Four years and more than 300 images later, the ceiling of the chapel told the story of the Bible in pictures and became Michelangelo's masterpiece.
Now some physicians say Michelangelo hid a secret code in his masterpiece -- an ecclesiastical anatomy lesson.
Dr. Lynn Meshberger first noticed one mysterious image in the painting after he dissected a human brain in medical school.
"I went back to my apartment where I had received that day a book about Michelangelo," Meshberger said. "My heart was racing and I felt goose bumps. I saw the image that encompasses God is the same as the human brain."

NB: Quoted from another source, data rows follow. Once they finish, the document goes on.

//! One game from floor 1 until the player escapes, dies or quits.

use rand::rngs::StdRng;
use rand::{Rng, SeedableRng};

use crate::character::Player;
use crate::core::config::GameConfig;
use crate::core::error::DelveError;
use crate::core::events::{EventSink, GameEvent, PlayerStatus};
use crate::core::input::{CommandSource, ConfirmPrompt, ExploreCommand};
use crate::core::progression::apply_passive_regen;
use crate::dungeon::{generate_floor, move_player, Floor, RoomOutcome};
use crate::economy::{inventory_menu, sell_menu, shop_menu};
use crate::items::{shop_catalog, Gear};
use crate::leaderboard::{Leaderboard, ScoreRecord};

#[derive(Debug, Clone, Copy, PartialEq, Eq)]
pub enum SessionOutcome {
    Escaped,
    Died,
    Quit,
}

impl SessionOutcome {
    pub fn label(&self) -> &'static str {
        match self {
            SessionOutcome::Escaped => "escaped",
            SessionOutcome::Died => "died",
            SessionOutcome::Quit => "quit",
        }
    }
}

/// How a game ended.
#[derive(Debug, Clone, Copy, PartialEq, Eq)]
pub struct SessionSummary {
    pub outcome: SessionOutcome,
    pub score: u32,
    pub floor: u32,
    pub level: u32,
}

/// All state for a single game. Owns its RNG so a seeded session replays exactly.
pub struct GameSession<R: Rng> {
    pub config: GameConfig,
    pub player: Player,
    pub floor: Floor,
    rng: R,
    catalog: Vec<Gear>,
}

/// The game RNG: seeded when `seed` is set, from entropy otherwise.
pub fn session_rng(seed: Option<u64>) -> StdRng {
    match seed {
        Some(seed) => StdRng::seed_from_u64(seed),
        None => StdRng::from_entropy(),
    }
}

impl GameSession<StdRng> {
    /// Seeds from `config.seed`, or from entropy when unset.
    pub fn from_config(config: GameConfig, player_name: impl Into<String>) -> Self {
        let rng = session_rng(config.seed);
        Self::new(config, player_name, rng)
    }
}

impl<R: Rng> GameSession<R> {
    /// Generates floor 1 and puts a fresh player on its start cell.
    pub fn new(config: GameConfig, player_name: impl Into<String>, mut rng: R) -> Self {
        let floor = generate_floor(1, config.width, config.height, &mut rng);
        let mut player = Player::new(player_name);
        player.set_position(floor.start);
        Self {
            config,
            player,
            floor,
            rng,
            catalog: shop_catalog(),
        }
    }

    pub fn status(&self) -> PlayerStatus {
        let (x, y) = self.player.position();
        PlayerStatus {
            floor: self.floor.number,
            position: (x, y),
            room_name: self
                .floor
                .get_room(x, y)
                .map(|r| r.name.clone())
                .unwrap_or_default(),
            health: self.player.health,
            max_health: self.player.max_health,
            level: self.player.level,
            xp: self.player.xp,
            gold: self.player.gold,
            map: self.floor.render((x, y)),
        }
    }

    /// Runs the exploration loop until the game ends.
    pub fn run<I: CommandSource, E: EventSink>(&mut self, input: &mut I, events: &mut E) -> SessionSummary {
        self.announce_floor(events);
        loop {
            events.emit(GameEvent::Status(self.status()));
            match input.explore() {
                ExploreCommand::Move(direction) => {
                    let moved = move_player(
                        &mut self.floor,
                        &mut self.player,
                        direction,
                        &mut self.rng,
                        input,
                        events,
                    );
                    if moved == Ok(RoomOutcome::PlayerDied) {
                        return self.finish(SessionOutcome::Died, events);
                    }
                    apply_passive_regen(&mut self.player, events);
                    match moved {
                        Err(rejection) => events.emit(GameEvent::Rejected(rejection)),
                        Ok(RoomOutcome::ExitUnlocked) => {
                            if self.floor.number >= self.config.max_floor
                                || !input.confirm(ConfirmPrompt::Descend)
                            {
                                return self.finish(SessionOutcome::Escaped, events);
                            }
                            self.descend(events);
                        }
                        Ok(_) => {}
                    }
                }
                ExploreCommand::Shop => shop_menu(&mut self.player, &self.catalog, input, events),
                ExploreCommand::Sell => sell_menu(&mut self.player, input, events),
                ExploreCommand::Inventory => inventory_menu(&mut self.player, input, events),
                ExploreCommand::Quit => return self.finish(SessionOutcome::Quit, events),
            }
        }
    }

    fn announce_floor<E: EventSink>(&self, events: &mut E) {
        events.emit(GameEvent::FloorEntered {
            floor: self.floor.number,
        });
        if let Some(name) = &self.floor.boss_name {
            events.emit(GameEvent::BossLurks { name: name.clone() });
        }
        if let Some(weapon) = &self.floor.boss_loot {
            events.emit(GameEvent::UniqueLootPlaced {
                weapon: weapon.clone(),
            });
        }
    }

    /// Keys only fit the floor they were found on.
    fn descend<E: EventSink>(&mut self, events: &mut E) {
        self.player.discard_keys();
        let next = self.floor.number + 1;
        self.floor = generate_floor(next, self.config.width, self.config.height, &mut self.rng);
        self.player.set_position(self.floor.start);
        self.announce_floor(events);
    }

    fn finish<E: EventSink>(&self, outcome: SessionOutcome, events: &mut E) -> SessionSummary {
        let score = self.player.score();
        log::info!(
            "{} {} on floor {} at level {} with score {}",
            self.player.name,
            outcome.label(),
            self.floor.number,
            self.player.level,
            score
        );
        events.emit(GameEvent::GameOver { outcome, score });
        SessionSummary {
            outcome,
            score,
            floor: self.floor.number,
            level: self.player.level,
        }
    }
}

/// Appends the result and reports the updated standings.
pub fn record_result<L: Leaderboard, E: EventSink>(
    leaderboard: &mut L,
    name: &str,
    summary: &SessionSummary,
    events: &mut E,
) -> Result<(), DelveError> {
    leaderboard.append(&ScoreRecord::new(name, summary.score))?;
    events.emit(GameEvent::Standings {
        records: leaderboard.standings()?,
    });
    Ok(())
}

/// A whole game: ask for a name, play, record the score.
pub fn play_game<R, I, E, L>(
    config: &GameConfig,
    rng: R,
    input: &mut I,
    events: &mut E,
    leaderboard: &mut L,
) -> Result<SessionSummary, DelveError>
where
    R: Rng,
    I: CommandSource,
    E: EventSink,
    L: Leaderboard,
{
    config.validate()?;
    let name = input.player_name();
    let mut session = GameSession::new(config.clone(), name, rng);
    let summary = session.run(input, events);
    record_result(leaderboard, &session.player.name, &summary, events)?;
    Ok(summary)
}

He published his finding in the Journal of the American Medical Association. And now, some 15 years later, two Brazilian doctors say they've discovered other secrets in 34 of the 38 panels.
In one section of the master painting, Gilson Barreto and Marcelo de Oliveira say Michelangelo hid the image of the diaphragm, the heart and the aorta. In another titled "The Creation of Eve" what looks like a tree trunk, the Brazilians say is actually a bronchial tube. They also believe God's purple robe is a cross-section of a human lung.
Not everyone is buying this theory, however.
"There's absolutely nothing visible that substantiates this extremely far-fetched interpretation," said Colin Eisler, professor of fine arts at New York University. "There's that great line in the Bible, 'Seek and ye shall find.' You can find whatever you like."
So is this sublime painting really a depiction of human organs? Eisler insists Michelangelo painted exactly what he was paid to paint.
"He wasn't given carte blanche to do what he wanted for a split second," Eisler said.
But Michelangelo did make at least one personal decision -- he used his own image for the painting of Saint Bartholomew holding his own skin.